Paradoxalement, on entend peu Elisabeth Leonskaja dans le répertoire russe. Au début des années 1970, peu après ses prestations remarquées au Concours Reine Elisabeth, elle enregistrait pour l'emblématique label Melodiya la Sonate pour violon et piano de Chostakovitch en compagnie d'Oleg Kagan; en 1988, installée à Vienne, elle enregistre Moussorgsky (les Tableaux d'une exposition), Scriabine (la 2e Sonate), et les deux sonates que nous retrouvons ici, mûries, burinées par la vie.
"Saudade". On s'interroge. Ce terme qui ne trouve pas de traduction; on y assimile la "Sehnsucht" germanique... et pourtant, on n'y retrouve pas tout à fait la "saudade" que l'on ne peut que ressentir -et encore... les Portugais vous diront qu'eux seuls peuvent la vivre ! Le texte du livret nous parle d'un sentiment proche de la mélancolie stimulé par la distance temporelle ou spatiale et qui implique le désir de résoudre cette distance.
On revient alors au CD et son titre "Saudade" derrière lequel une superbe photo de la "Prêtresse des Arts", titre qu'elle a reçu en 2015 en Géorgie, aux côtés de ceux de "Membre d'honneur du Konzerthaus de Vienne" et de la "Croix Fédérale du Mérite de première classe", la plus importante distinction d'Autriche pour sa contribution à la vie culturelle du pays.

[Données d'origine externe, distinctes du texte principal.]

//! Jupiter aggregator client: swap quotes and signable swap transactions.
//!
//! Only the shape this crate needs from the HTTP API is modelled; the raw
//! quote JSON is kept and echoed back verbatim to `/swap`.

use base64::{engine::general_purpose::STANDARD, Engine as _};
use serde::Serialize;
use serde_json::{json, Value};
use solana_sdk::{pubkey::Pubkey, transaction::VersionedTransaction};
use tracing::debug;

use crate::error::{Error, Result};

pub const DEFAULT_JUPITER_URL: &str = "https://quote-api.jup.ag/v6";

// ─── Types ────────────────────────────────────────────────────────────────────

#[derive(Debug, Clone, Copy, PartialEq, Eq)]
pub struct QuoteRequest {
    pub input_mint:   Pubkey,
    pub output_mint:  Pubkey,
    /// Input amount in base units of `input_mint`.
    pub amount:       u64,
    pub slippage_bps: u16,
}

#[derive(Debug, Clone, Serialize)]
pub struct Quote {
    pub in_amount:              u64,
    pub out_amount:             u64,
    /// Minimum output after slippage.
    pub other_amount_threshold: u64,
    pub price_impact_pct:       f64,
    /// `routePlan` hops as returned by the aggregator.
    pub route:                  Vec<Value>,
    /// Full quote document, required verbatim by `/swap`.
    pub raw:                    Value,
}

#[derive(Debug, Clone)]
pub struct SwapTransaction {
    /// Serialized, unsigned versioned transaction.
    pub blob:                    Vec<u8>,
    pub last_valid_block_height: Option<u64>,
}

impl SwapTransaction {
    /// Deserialize the blob for signing.
    pub fn to_versioned(&self) -> Result<VersionedTransaction> {
        bincode::deserialize(&self.blob)
            .map_err(|e| Error::QuoteUnavailable(format!("swap transaction is not decodable: {e}")))
    }
}

// ─── Client ───────────────────────────────────────────────────────────────────

#[derive(Debug, Clone)]
pub struct JupiterClient {
    http:     reqwest::Client,
    base_url: String,
}

impl Default for JupiterClient {
    fn default() -> Self {
        Self::new(DEFAULT_JUPITER_URL)
    }
}

impl JupiterClient {
    pub fn new(base_url: impl Into<String>) -> Self {
        Self::with_http(reqwest::Client::new(), base_url)
    }

    pub fn with_http(http: reqwest::Client, base_url: impl Into<String>) -> Self {
        Self {
            http,
            base_url: base_url.into().trim_end_matches('/').to_string(),
        }
    }

    /// `GET /quote`.  Any non-success status, missing route or zero output is
    /// `QuoteUnavailable`.
    pub async fn get_quote(&self, req: &QuoteRequest) -> Result<Quote> {
        if req.amount == 0 {
            return Err(Error::InvalidAmount("quote amount must be > 0".into()));
        }
        let url = format!("{}/quote", self.base_url);
        let response = self
            .http
            .get(&url)
            .query(&[
                ("inputMint",   req.input_mint.to_string()),
                ("outputMint",  req.output_mint.to_string()),
                ("amount",      req.amount.to_string()),
                ("slippageBps", req.slippage_bps.to_string()),
            ])
            .send()
            .await
            .map_err(|e| Error::QuoteUnavailable(format!("GET {url}: {e}")))?;

        let raw = read_json(response, &url).await?;
        let quote = parse_quote(raw)?;
        debug!(
            input = %req.input_mint, output = %req.output_mint,
            in_amount = quote.in_amount, out_amount = quote.out_amount,
            hops = quote.route.len(), "quote received"
        );
        Ok(quote)
    }

    /// `POST /swap` for a previously fetched quote.
    pub async fn build_swap_transaction(&self, quote: &Quote, user: &Pubkey) -> Result<SwapTransaction> {
        let url = format!("{}/swap", self.base_url);
        let body = json!({
            "quoteResponse":    quote.raw,
            "userPublicKey":    user.to_string(),
            "wrapAndUnwrapSol": true,
        });
        let response = self
            .http
            .post(&url)
            .json(&body)
            .send()
            .await
            .map_err(|e| Error::QuoteUnavailable(format!("POST {url}: {e}")))?;

        let raw = read_json(response, &url).await?;
        let encoded = raw["swapTransaction"]
            .as_str()
            .ok_or_else(|| Error::QuoteUnavailable("swap response has no swapTransaction".into()))?;
        let blob = STANDARD
            .decode(encoded)
            .map_err(|e| Error::QuoteUnavailable(format!("swapTransaction is not base64: {e}")))?;

        Ok(SwapTransaction {
            blob,
            last_valid_block_height: raw["lastValidBlockHeight"].as_u64(),
        })
    }
}

// ─── Parsing ──────────────────────────────────────────────────────────────────

async fn read_json(response: reqwest::Response, url: &str) -> Result<Value> {
    let status = response.status();
    let body = response
        .text()
        .await
        .map_err(|e| Error::QuoteUnavailable(format!("read body from {url}: {e}")))?;
    if !status.is_success() {
        return Err(Error::QuoteUnavailable(format!("{url} returned {status}: {body}")));
    }
    serde_json::from_str(&body)
        .map_err(|e| Error::QuoteUnavailable(format!("{url} returned invalid JSON: {e}")))
}

/// Amounts arrive as decimal strings; accept bare numbers too.
fn amount_field(raw: &Value, key: &str) -> Result<u64> {
    let v = &raw[key];
    v.as_str()
        .and_then(|s| s.parse::<u64>().ok())
        .or_else(|| v.as_u64())
        .ok_or_else(|| Error::QuoteUnavailable(format!("quote field `{key}` missing or not an integer")))
}

fn parse_quote(raw: Value) -> Result<Quote> {
    let route = match raw.get("routePlan").and_then(Value::as_array) {
        Some(hops) if !hops.is_empty() => hops.clone(),
        _ => return Err(Error::QuoteUnavailable("no route for this pair".into())),
    };
    let out_amount = amount_field(&raw, "outAmount")?;
    if out_amount == 0 {
        return Err(Error::QuoteUnavailable("route yields zero output".into()));
    }
    let in_amount = amount_field(&raw, "inAmount")?;
    let other_amount_threshold = amount_field(&raw, "otherAmountThreshold").unwrap_or(out_amount);
    let price_impact_pct = raw["priceImpactPct"]
        .as_str()
        .and_then(|s| s.parse::<f64>().ok())
        .or_else(|| raw["priceImpactPct"].as_f64())
        .unwrap_or(0.0);

    Ok(Quote { in_amount, out_amount, other_amount_threshold, price_impact_pct, route, raw })
}

#[cfg(test)]
mod tests {
    use super::*;
    use httpmock::prelude::*;

    fn sol() -> Pubkey {
        Pubkey::new_from_array([1u8; 32])
    }
    fn usdc() -> Pubkey {
        Pubkey::new_from_array([2u8; 32])
    }

    fn request(amount: u64) -> QuoteRequest {
        QuoteRequest { input_mint: sol(), output_mint: usdc(), amount, slippage_bps: 50 }
    }

    fn quote_body() -> Value {
        json!({
            "inputMint": sol().to_string(),
            "inAmount": "1000000000",
            "outputMint": usdc().to_string(),
            "outAmount": "185000000",
            "otherAmountThreshold": "184075000",
            "priceImpactPct": "0.0012",
            "routePlan": [ { "swapInfo": { "label": "Whirlpool" }, "percent": 100 } ]
        })
    }

    #[tokio::test]
    async fn quote_sends_query_and_parses_amounts() {
        let server = MockServer::start_async().await;
        let mock = server
            .mock_async(|when, then| {
                when.method(GET)
                    .path("/quote")
                    .query_param("inputMint", sol().to_string().as_str())
                    .query_param("outputMint", usdc().to_string().as_str())
                    .query_param("amount", "1000000000")
                    .query_param("slippageBps", "50");
                then.status(200).json_body(quote_body());
            })
            .await;

        let client = JupiterClient::new(server.base_url());
        let q = client.get_quote(&request(1_000_000_000)).await.unwrap();
        mock.assert_async().await;

        assert_eq!(q.in_amount, 1_000_000_000);
        assert_eq!(q.out_amount, 185_000_000);
        assert_eq!(q.other_amount_threshold, 184_075_000);
        assert_eq!(q.route.len(), 1);
        assert!((q.price_impact_pct - 0.0012).abs() < 1e-12);
    }

    #[tokio::test]
    async fn error_status_is_quote_unavailable() {
        let server = MockServer::start_async().await;
        server
            .mock_async(|when, then| {
                when.method(GET).path("/quote");
                then.status(400).json_body(json!({ "error": "Could not find any route" }));
            })
            .await;

        let err = JupiterClient::new(server.base_url())
            .get_quote(&request(5))
            .await
            .unwrap_err();
        assert!(matches!(err, Error::QuoteUnavailable(_)));
    }

    #[tokio::test]
    async fn missing_route_is_quote_unavailable() {
        let mut body = quote_body();
        body.as_object_mut().unwrap().remove("routePlan");
        let server = MockServer::start_async().await;
        server
            .mock_async(|when, then| {
                when.method(GET).path("/quote");
                then.status(200).json_body(body);
            })
            .await;

        let err = JupiterClient::new(server.base_url())
            .get_quote(&request(5))
            .await
            .unwrap_err();
        assert!(matches!(err, Error::QuoteUnavailable(_)));
    }

    #[test]
    fn zero_output_and_empty_route_are_rejected() {
        let mut zero = quote_body();
        zero["outAmount"] = json!("0");
        assert!(matches!(parse_quote(zero), Err(Error::QuoteUnavailable(_))));

        let mut empty = quote_body();
        empty["routePlan"] = json!([]);
        assert!(matches!(parse_quote(empty), Err(Error::QuoteUnavailable(_))));
    }

    #[tokio::test]
    async fn zero_amount_never_hits_the_network() {
        let err = JupiterClient::new("http://127.0.0.1:9").get_quote(&request(0)).await.unwrap_err();
        assert!(matches!(err, Error::InvalidAmount(_)));
    }

    #[tokio::test]
    async fn swap_posts_quote_and_decodes_blob() {
        let user = Pubkey::new_from_array([3u8; 32]);
        let server = MockServer::start_async().await;
        let mock = server
            .mock_async(|when, then| {
                when.method(POST)
                    .path("/swap")
                    .json_body_partial(
                        json!({ "userPublicKey": user.to_string(), "wrapAndUnwrapSol": true }).to_string(),
                    );
                then.status(200).json_body(json!({
                    "swapTransaction": STANDARD.encode([1u8, 2, 3, 4]),
                    "lastValidBlockHeight": 279_000_000u64
                }));
            })
            .await;

        let client = JupiterClient::new(server.base_url());
        let quote = parse_quote(quote_body()).unwrap();
        let tx = client.build_swap_transaction(&quote, &user).await.unwrap();
        mock.assert_async().await;

        assert_eq!(tx.blob, vec![1, 2, 3, 4]);
        assert_eq!(tx.last_valid_block_height, Some(279_000_000));
        assert!(matches!(tx.to_versioned(), Err(Error::QuoteUnavailable(_))));
    }

    #[tokio::test]
    async fn swap_without_transaction_is_quote_unavailable() {
        let server = MockServer::start_async().await;
        server
            .mock_async(|when, then| {
                when.method(POST).path("/swap");
                then.status(200).json_body(json!({ "error": "stale quote" }));
            })
            .await;

        let quote = parse_quote(quote_body()).unwrap();
        let err = JupiterClient::new(server.base_url())
            .build_swap_transaction(&quote, &Pubkey::new_unique())
            .await
            .unwrap_err();
        assert!(matches!(err, Error::QuoteUnavailable(_)));
    }
}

La 2e Sonate de Tchaikovsky et la 2e Sonate de Chostakovitch ont accompagné le parcours pianistique d'Elisabeth Leonskaja mais aussi celui de Sviatoslav Richter avec qui elle a beaucoup joué et qui reste son mentor. On s'approche donc de la "Saudade".

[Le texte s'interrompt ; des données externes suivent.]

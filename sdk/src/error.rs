//! SDK error type.

/// All errors returned by the DLAN SDK.
#[derive(Debug, thiserror::Error)]
pub enum Error {
    // ── RPC / network ────────────────────────────────────────────────────────
    /// A Solana JSON-RPC read failed.
    #[error("RPC error: {0}")]
    Rpc(#[from] solana_client::client_error::ClientError),

    /// An HTTP collaborator (quote API, config host) could not be reached.
    #[error("HTTP error: {0}")]
    Http(#[from] reqwest::Error),

    // ── Derivation ───────────────────────────────────────────────────────────
    /// Seed list violates the program-address scheme (length, count, no bump).
    #[error("Invalid seed: {0}")]
    InvalidSeed(String),

    // ── Amounts ──────────────────────────────────────────────────────────────
    /// Negative, non-finite, non-numeric or out-of-range amount.
    #[error("Invalid amount: {0}")]
    InvalidAmount(String),

    #[error("Integer overflow in amount math")]
    MathOverflow,

    // ── Claims ───────────────────────────────────────────────────────────────
    /// No whole day has elapsed, or the per-day amount rounds to zero.
    #[error("Nothing to claim yet — no payable days")]
    NothingToClaim,

    /// The shared custody account holds no tokens.
    #[error("Reserve is empty — claims are paused until it is refilled")]
    ReserveEmpty,

    // ── Quotes ───────────────────────────────────────────────────────────────
    /// The aggregator returned an error status or an unusable route.
    #[error("Quote unavailable: {0}")]
    QuoteUnavailable(String),

    // ── Submission ───────────────────────────────────────────────────────────
    /// The signer declined (or failed) to sign the transaction.
    #[error("Submission rejected by signer: {0}")]
    SubmissionRejected(String),

    /// The RPC node refused or failed to confirm the transaction.
    #[error("Submission failed: {0}")]
    SubmissionFailed(String),

    /// Another submission for the same action is still outstanding.
    #[error("A `{0}` submission is already in flight")]
    InFlight(String),

    // ── Configuration ────────────────────────────────────────────────────────
    /// Advisory configuration could not be fetched or parsed.
    #[error("Configuration unavailable: {0}")]
    ConfigUnavailable(String),

    // ── Account parsing ──────────────────────────────────────────────────────
    /// Raw account bytes could not be deserialized.
    #[error("Account parse error at offset {offset}: {reason}")]
    ParseError { offset: usize, reason: String },

    // ── Validation ───────────────────────────────────────────────────────────
    #[error("Invalid argument: {0}")]
    InvalidArgument(String),

    // ── Local storage ────────────────────────────────────────────────────────
    #[error("Storage error: {0}")]
    Storage(#[from] std::io::Error),
}

/// Convenience alias so every module can write `Result<T>`.
pub type Result<T> = std::result::Result<T, Error>;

On entend peu la 2e Sonate de Tchaikovsky appelée à juste titre "Grande Sonate" quant à sa durée de plus de trente minutes. Elle est assez peu enregistrée (voir l'article de Jean-Marie André à propos de cette sonate enregistrée il y a peu par Nicolai Lugansky) et encore moins jouée en concert. Outre sa longueur, elle est d'une redoutable difficulté technique et ne souffre aucun relâchement de l'interprète. Elisabeth Leonskaja délivre en une grande arche les quatre mouvements de ce piano orchestral -que l'on pourrait comparer aux Etudes symphoniques de Schumann- ses bonds fantasques, ses rythmes pointés ou équivoques, cette oeuvre contemporaine du Concerto pour violon et encadrée par Eugen Onegin et la 4e Symphonie composée peu après le douloureux épisode de son mariage raté. L'oeuvre est toutefois assertive dans ses grands accords forte entrecoupés de chauds épisodes lyriques.

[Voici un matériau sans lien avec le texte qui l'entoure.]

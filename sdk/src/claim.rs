//! Daily-claim preview math: elapsed days, reserve ceiling, user/fee split.
//!
//! The program enforces the real payout; these functions produce the preview
//! the client shows before submitting and decide whether a submission makes
//! sense at all (`NothingToClaim` / `ReserveEmpty` block it locally).

use serde::Serialize;

use crate::error::{Error, Result};
use crate::units::{to_base_units, to_base_units_f64};

// ─── Constants ────────────────────────────────────────────────────────────────

pub const SECONDS_PER_DAY: i64 = 86_400;

/// The fee is `floor(gross / FEE_DIVISOR)`; the user receives the remainder,
/// so `user + fee == gross` exactly.
pub const FEE_DIVISOR: u64 = 3;

// ─── Payout split ─────────────────────────────────────────────────────────────

#[derive(Debug, Clone, Copy, PartialEq, Eq, Serialize)]
pub struct PayoutSplit {
    pub user: u64,
    pub fee:  u64,
}

/// Split `gross` into a 2/3 user share and a 1/3 fee share with no leakage.
pub fn split_payout(gross: u64) -> PayoutSplit {
    let fee = gross / FEE_DIVISOR;
    PayoutSplit { user: gross - fee, fee }
}

// ─── Elapsed time ─────────────────────────────────────────────────────────────

/// Whole periods of `period_secs` between `last` and `now`, floored at zero.
pub fn elapsed_periods(now: i64, last: i64, period_secs: i64) -> u64 {
    if period_secs <= 0 || now <= last {
        return 0;
    }
    ((now as i128 - last as i128) / period_secs as i128) as u64
}

/// Whole days since the last claim.
pub fn elapsed_days(now: i64, last_claim: i64) -> u64 {
    elapsed_periods(now, last_claim, SECONDS_PER_DAY)
}

/// Seconds until the next whole day completes (countdown display).
pub fn seconds_until_next_claim(now: i64, last_claim: i64) -> i64 {
    if now < last_claim {
        return SECONDS_PER_DAY + (last_claim - now);
    }
    let into_day = (now - last_claim) % SECONDS_PER_DAY;
    SECONDS_PER_DAY - into_day
}

// ─── Claim preview ────────────────────────────────────────────────────────────

/// Full breakdown of a prospective claim, all amounts in base units.
#[derive(Debug, Clone, Copy, PartialEq, Eq, Serialize)]
pub struct ClaimQuote {
    pub per_day_base_units:  u64,
    pub max_days_by_reserve: u64,
    pub payable_days:        u64,
    pub gross_base_units:    u64,
    pub user_base_units:     u64,
    pub fee_base_units:      u64,
}

/// How many whole days of `per_day` the reserve can cover.  Zero if `per_day` is zero.
pub fn max_days_by_reserve(reserve_base_units: u64, per_day_base_units: u64) -> u64 {
    if per_day_base_units == 0 {
        return 0;
    }
    reserve_base_units / per_day_base_units
}

/// Preview a claim from a human per-day rate (e.g. `"3"` USD per day).
///
/// * `ReserveEmpty` when the reserve is zero, whatever the elapsed days.
/// * `NothingToClaim` when no day is payable (none elapsed, rate rounds to
///   zero, or the reserve covers less than one day).
pub fn compute_claim(
    per_day_rate_human: &str,
    elapsed_days:       u64,
    reserve_base_units: u64,
    decimals:           u8,
) -> Result<ClaimQuote> {
    let per_day = to_base_units(per_day_rate_human, decimals)?;
    compute_claim_base(per_day, elapsed_days, reserve_base_units)
}

/// Same as [`compute_claim`] with the per-day amount already in base units.
pub fn compute_claim_base(
    per_day_base_units: u64,
    elapsed_days:       u64,
    reserve_base_units: u64,
) -> Result<ClaimQuote> {
    if reserve_base_units == 0 {
        return Err(Error::ReserveEmpty);
    }
    let max_days = max_days_by_reserve(reserve_base_units, per_day_base_units);
    let payable_days = elapsed_days.min(max_days);
    if payable_days == 0 {
        return Err(Error::NothingToClaim);
    }

    // payable_days <= reserve / per_day, so the product is <= reserve.
    let gross = per_day_base_units
        .checked_mul(payable_days)
        .ok_or(Error::MathOverflow)?;
    let split = split_payout(gross);

    Ok(ClaimQuote {
        per_day_base_units,
        max_days_by_reserve: max_days,
        payable_days,
        gross_base_units: gross,
        user_base_units:  split.user,
        fee_base_units:   split.fee,
    })
}

// ─── Investment rule ──────────────────────────────────────────────────────────

/// Daily DLAN accrual, in base units, for `usd_invested` at the configured
/// `dlan_per_usd_per_day` rate.  Floors like every other conversion.
pub fn invest_daily_rate(usd_invested: &str, dlan_per_usd_per_day: f64, dlan_decimals: u8) -> Result<u64> {
    // Work in 6-decimal USD so the product stays integral until the final floor.
    const USD_SCALE: u8 = 6;
    let usd_micro = to_base_units(usd_invested, USD_SCALE)? as u128;
    let rate = to_base_units_f64(dlan_per_usd_per_day, dlan_decimals)? as u128;
    let daily = usd_micro
        .checked_mul(rate)
        .ok_or(Error::MathOverflow)?
        / 10u128.pow(USD_SCALE as u32);
    u64::try_from(daily).map_err(|_| Error::MathOverflow)
}

#[cfg(test)]
mod tests {
    use super::*;

    #[test]
    fn reserve_caps_payable_days() {
        let q = compute_claim("3", 5, 10_000_000, 6).unwrap();
        assert_eq!(q.per_day_base_units, 3_000_000);
        assert_eq!(q.max_days_by_reserve, 3);
        assert_eq!(q.payable_days, 3);
        assert_eq!(q.gross_base_units, 9_000_000);
        assert_eq!(q.fee_base_units, 3_000_000);
        assert_eq!(q.user_base_units, 6_000_000);
    }

    #[test]
    fn zero_elapsed_days_is_nothing_to_claim() {
        assert!(matches!(compute_claim("3", 0, 10_000_000, 6), Err(Error::NothingToClaim)));
    }

    #[test]
    fn empty_reserve_wins_over_elapsed_days() {
        for days in [0, 1, 5, 10_000] {
            assert!(matches!(compute_claim("3", days, 0, 6), Err(Error::ReserveEmpty)));
        }
    }

    #[test]
    fn zero_rate_disallows_claim() {
        assert!(matches!(compute_claim("0", 5, 10_000_000, 6), Err(Error::NothingToClaim)));
        assert!(matches!(compute_claim("0.0000001", 5, 10_000_000, 6), Err(Error::NothingToClaim)));
    }

    #[test]
    fn reserve_below_one_day_is_nothing_to_claim() {
        assert!(matches!(compute_claim("3", 5, 2_999_999, 6), Err(Error::NothingToClaim)));
    }

    #[test]
    fn invalid_rate_is_invalid_amount() {
        assert!(matches!(compute_claim("-3", 5, 10_000_000, 6), Err(Error::InvalidAmount(_))));
    }

    #[test]
    fn split_never_leaks() {
        for gross in [0u64, 1, 2, 3, 4, 5, 100, 9_999_999, u64::MAX - 1, u64::MAX] {
            let s = split_payout(gross);
            assert_eq!(s.user + s.fee, gross);
            assert_eq!(s.fee, gross / 3);
            assert!(s.user >= s.fee);
        }
    }

    #[test]
    fn payable_days_never_exceed_reserve_ceiling() {
        for per_day in [1u64, 7, 3_000_000] {
            for reserve in [1u64, 6, 20, 10_000_000] {
                for elapsed in [1u64, 2, 100] {
                    if let Ok(q) = compute_claim_base(per_day, elapsed, reserve) {
                        assert!(q.payable_days <= reserve / per_day);
                        assert!(q.gross_base_units <= reserve);
                        assert_eq!(q.user_base_units + q.fee_base_units, q.gross_base_units);
                    }
                }
            }
        }
    }

    #[test]
    fn elapsed_days_floors_and_clamps() {
        assert_eq!(elapsed_days(1_000, 1_000), 0);
        assert_eq!(elapsed_days(1_000 + SECONDS_PER_DAY - 1, 1_000), 0);
        assert_eq!(elapsed_days(1_000 + SECONDS_PER_DAY, 1_000), 1);
        assert_eq!(elapsed_days(1_000 + 5 * SECONDS_PER_DAY + 17, 1_000), 5);
        assert_eq!(elapsed_days(0, 1_000), 0);
        assert_eq!(elapsed_periods(100, 0, 0), 0);
    }

    #[test]
    fn countdown_to_next_day() {
        assert_eq!(seconds_until_next_claim(1_000, 1_000), SECONDS_PER_DAY);
        assert_eq!(seconds_until_next_claim(1_000 + 400, 1_000), SECONDS_PER_DAY - 400);
        assert_eq!(seconds_until_next_claim(1_000 + SECONDS_PER_DAY + 10, 1_000), SECONDS_PER_DAY - 10);
    }

    #[test]
    fn invest_rate_scales_by_usd() {
        // 10 USD at 120 DLAN per USD per day, 6-decimal DLAN.
        assert_eq!(invest_daily_rate("10", 120.0, 6).unwrap(), 1_200_000_000);
        assert_eq!(invest_daily_rate("0.5", 120.0, 6).unwrap(), 60_000_000);
        assert!(matches!(invest_daily_rate("10", f64::NAN, 6), Err(Error::InvalidAmount(_))));
    }
}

La "Saudade", on la retrouve aussi dans la 2e Sonate de Chostakovitch composée dix-sept ans après son premier essai dans le genre. Composée en 1943, entre la Symphonie "Leningrad" et la 8e Symphonie, elle est beaucoup plus simple que la 1ère du point de vue de l'écriture, mais beaucoup plus intérieure. La date de sa composition nous fait inévitablement penser à une "sonate de guerre" comme l'étaient les 6e, 7e et 8e Symphonies de Prokofiev dont elle partage l'esprit. En trois mouvements, elle nous propose le compositeur au sein du tumulte en son pays et dans le monde et gagné d'un résignation fataliste. Le Largo central cache un rythme de valse lente d'un extrême dépouillement invitant à la méditation mélancolique et le Moderato qui le suit est une suite de variations sur un long thème monodique joué à la main droite seule avec des accents de folklore, truffée de chromatismes qui revient tout au long du mouvement comme un obsédant sujet de fugue.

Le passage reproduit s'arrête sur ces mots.